:: Work order ::
Gather all lines in the records below that include the word "TaskInput".

Dataset entries:
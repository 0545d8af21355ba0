//! FFI use-case API for Flutter-facing calls.
//!
//! # Responsibility
//! - Expose task item/list rendering to Dart via FRB as plain data.
//! - Report intents as data; Dart dispatches them to its own store.
//!
//! # Invariants
//! - Exported functions must not panic across FFI boundary.
//! - Task states are parsed at this boundary and rejected when invalid.
//! - While `loading` is set, task inputs are not parsed at all.

use log::warn;
use taskbox_core::stories::{story_input, StoryInput};
use taskbox_core::{
    all_stories, core_version as core_version_inner, init_logging as init_logging_inner,
    parse_story_id, parse_task_state, ping as ping_inner, render_task_item, render_task_list,
    Affordance, LoggingConfig, Task, TaskActions, TaskId, TaskItemView, TaskListProps,
    TaskListView,
};

const LOG_DIR_ENV: &str = "TASKBOX_LOG_DIR";

/// Minimal health-check API for FRB smoke integration.
///
/// # FFI contract
/// - Sync call, non-blocking.
/// - Never throws; always returns a UTF-8 string.
#[flutter_rust_bridge::frb(sync)]
pub fn ping() -> String {
    ping_inner().to_owned()
}

/// Expose core crate version through FFI.
#[flutter_rust_bridge::frb(sync)]
pub fn core_version() -> String {
    core_version_inner().to_owned()
}

/// Initializes Rust core logging once per process.
///
/// Input semantics:
/// - `level`: one of `trace|debug|info|warn|error` (case-insensitive).
/// - `log_dir`: absolute directory path where rolling logs are written;
///   blank falls back to `$TASKBOX_LOG_DIR`.
///
/// # FFI contract
/// - Safe to call repeatedly with the same `level + log_dir` (idempotent).
/// - Reconfiguration attempts return error.
/// - Never panics; returns empty string on success and error message on failure.
#[flutter_rust_bridge::frb(sync)]
pub fn init_logging(level: String, log_dir: String) -> String {
    let log_dir = resolve_log_dir(log_dir, std::env::var(LOG_DIR_ENV).ok());
    match init_logging_inner(&LoggingConfig::new(level, log_dir)) {
        Ok(()) => String::new(),
        Err(err) => err.to_string(),
    }
}

/// Task record as supplied by Dart.
#[derive(Debug, Clone, PartialEq, Eq)]
pub struct TaskInput {
    pub id: String,
    pub title: String,
    /// `INBOX|PINNED|ARCHIVED` (or `TASK_`-prefixed).
    pub state: String,
}

/// One interactive control on a task row.
#[derive(Debug, Clone, PartialEq, Eq)]
pub struct TaskAffordance {
    /// `pin|archive`.
    pub intent: String,
    pub label: String,
    pub task_id: String,
}

/// Rendered task row.
#[derive(Debug, Clone, PartialEq, Eq)]
pub struct TaskRow {
    pub id: String,
    pub title: String,
    pub state: String,
    pub checked: bool,
    pub title_read_only: bool,
    pub archive: TaskAffordance,
    pub pin: Option<TaskAffordance>,
}

/// Response envelope for a single task item.
#[derive(Debug, Clone, PartialEq, Eq)]
pub struct TaskItemResponse {
    pub ok: bool,
    pub message: String,
    pub item: Option<TaskRow>,
}

/// Response envelope for a task list.
#[derive(Debug, Clone, PartialEq, Eq)]
pub struct TaskListResponse {
    pub ok: bool,
    pub message: String,
    /// `loading|empty|listing`; empty string on failure.
    pub mode: String,
    /// Placeholder row count; non-zero only in loading mode.
    pub loading_rows: u32,
    /// `(icon, title, subtitle)` in empty mode.
    pub empty_icon: Option<String>,
    pub empty_title: Option<String>,
    pub empty_subtitle: Option<String>,
    /// Rows in display order; listing mode only.
    pub items: Vec<TaskRow>,
}

impl TaskListResponse {
    fn failure(message: impl Into<String>) -> Self {
        Self {
            ok: false,
            message: message.into(),
            mode: String::new(),
            loading_rows: 0,
            empty_icon: None,
            empty_title: None,
            empty_subtitle: None,
            items: Vec::new(),
        }
    }
}

/// Example inputs for one catalog story.
#[derive(Debug, Clone, PartialEq, Eq)]
pub struct StoryInputResponse {
    pub ok: bool,
    pub message: String,
    /// `task|task-list`.
    pub component: String,
    pub loading: bool,
    pub tasks: Vec<TaskInput>,
}

/// Renders one task row.
///
/// # FFI contract
/// - Sync call, pure.
/// - Invalid id or state yields `ok=false` and no item.
#[flutter_rust_bridge::frb(sync)]
pub fn task_item_view(task: TaskInput) -> TaskItemResponse {
    match to_task(task) {
        Ok(task) => TaskItemResponse {
            ok: true,
            message: String::new(),
            item: Some(to_task_row(render_task_item(&task, &TaskActions::noop()))),
        },
        Err(err) => {
            warn!("event=task_item_view module=ffi status=error reason=invalid_input");
            TaskItemResponse {
                ok: false,
                message: format!("task_item_view failed: {err}"),
                item: None,
            }
        }
    }
}

/// Renders a task list in loading, empty or listing mode.
///
/// # FFI contract
/// - Sync call, pure.
/// - `loading=true` always yields loading mode, even for invalid tasks.
/// - Otherwise the first invalid task fails the whole call.
#[flutter_rust_bridge::frb(sync)]
pub fn task_list_view(loading: bool, tasks: Vec<TaskInput>) -> TaskListResponse {
    let parsed = if loading {
        Vec::new()
    } else {
        match tasks.into_iter().map(to_task).collect::<Result<Vec<_>, _>>() {
            Ok(parsed) => parsed,
            Err(err) => {
                warn!("event=task_list_view module=ffi status=error reason=invalid_input");
                return TaskListResponse::failure(format!("task_list_view failed: {err}"));
            }
        }
    };

    let props = TaskListProps::new(&parsed, TaskActions::noop()).loading(loading);
    to_task_list_response(render_task_list(&props))
}

/// Lists catalog story IDs in display order.
#[flutter_rust_bridge::frb(sync)]
pub fn story_ids() -> Vec<String> {
    all_stories().iter().map(ToString::to_string).collect()
}

/// Returns the fixed example inputs for `story_id`.
#[flutter_rust_bridge::frb(sync)]
pub fn story_inputs(story_id: String) -> StoryInputResponse {
    let story = match parse_story_id(&story_id) {
        Ok(story) => story,
        Err(err) => {
            return StoryInputResponse {
                ok: false,
                message: format!("story_inputs failed: {err}"),
                component: String::new(),
                loading: false,
                tasks: Vec::new(),
            };
        }
    };

    let (loading, tasks) = match story_input(story) {
        StoryInput::Task(task) => (false, vec![task]),
        StoryInput::TaskList { loading, tasks } => (loading, tasks),
    };
    StoryInputResponse {
        ok: true,
        message: String::new(),
        component: story.component().to_string(),
        loading,
        tasks: tasks.into_iter().map(to_task_input).collect(),
    }
}

fn resolve_log_dir(log_dir: String, env_dir: Option<String>) -> String {
    if !log_dir.trim().is_empty() {
        return log_dir;
    }
    env_dir
        .map(|raw| raw.trim().to_string())
        .filter(|dir| !dir.is_empty())
        .unwrap_or(log_dir)
}

fn to_task(input: TaskInput) -> Result<Task, String> {
    let id = TaskId::new(input.id).map_err(|err| err.to_string())?;
    let state = parse_task_state(&input.state).map_err(|err| format!("task {id}: {err}"))?;
    Ok(Task::new(id, input.title).with_state(state))
}

fn to_task_input(task: Task) -> TaskInput {
    TaskInput {
        id: task.id.into(),
        title: task.title,
        state: task.state.as_str().to_string(),
    }
}

fn to_affordance(affordance: &Affordance) -> TaskAffordance {
    TaskAffordance {
        intent: affordance.intent().name().to_string(),
        label: affordance.label().to_string(),
        task_id: affordance.intent().task_id().to_string(),
    }
}

fn to_task_row(view: TaskItemView) -> TaskRow {
    TaskRow {
        archive: to_affordance(&view.archive),
        pin: view.pin.as_ref().map(to_affordance),
        id: view.id.into(),
        title: view.title,
        state: view.state.as_str().to_string(),
        checked: view.checked,
        title_read_only: view.title_read_only,
    }
}

fn to_task_list_response(view: TaskListView) -> TaskListResponse {
    let mode = view.mode().as_str().to_string();
    let mut response = TaskListResponse {
        ok: true,
        message: String::new(),
        mode,
        loading_rows: 0,
        empty_icon: None,
        empty_title: None,
        empty_subtitle: None,
        items: Vec::new(),
    };
    match view {
        TaskListView::Loading(rows) => {
            response.loading_rows = u32::try_from(rows.len()).unwrap_or(u32::MAX);
        }
        TaskListView::Empty(empty) => {
            response.empty_icon = Some(empty.icon.to_string());
            response.empty_title = Some(empty.title.to_string());
            response.empty_subtitle = Some(empty.subtitle.to_string());
        }
        TaskListView::Listing(items) => {
            response.items = items.into_iter().map(to_task_row).collect();
        }
    }
    response
}
//! Presentational view models for task items and task lists.
//!
//! # Responsibility
//! - Turn caller-owned tasks into framework-neutral view trees.
//! - Route user intents back to the caller through `TaskActions`.
//!
//! # Invariants
//! - Every render is a pure function of its inputs.
//! - Views never mutate tasks; state changes are requested, not applied.

pub mod actions;
pub mod task_item;
pub mod task_list;
pub mod text;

:: Exercise answer ::
pub struct TaskInput {
    pub tasks: Vec<TaskInput>,
pub fn task_item_view(task: TaskInput) -> TaskItemResponse {
pub fn task_list_view(loading: bool, tasks: Vec<TaskInput>) -> TaskListResponse {
fn to_task(input: TaskInput) -> Result<Task, String> {
fn to_task_input(task: Task) -> TaskInput {
    TaskInput {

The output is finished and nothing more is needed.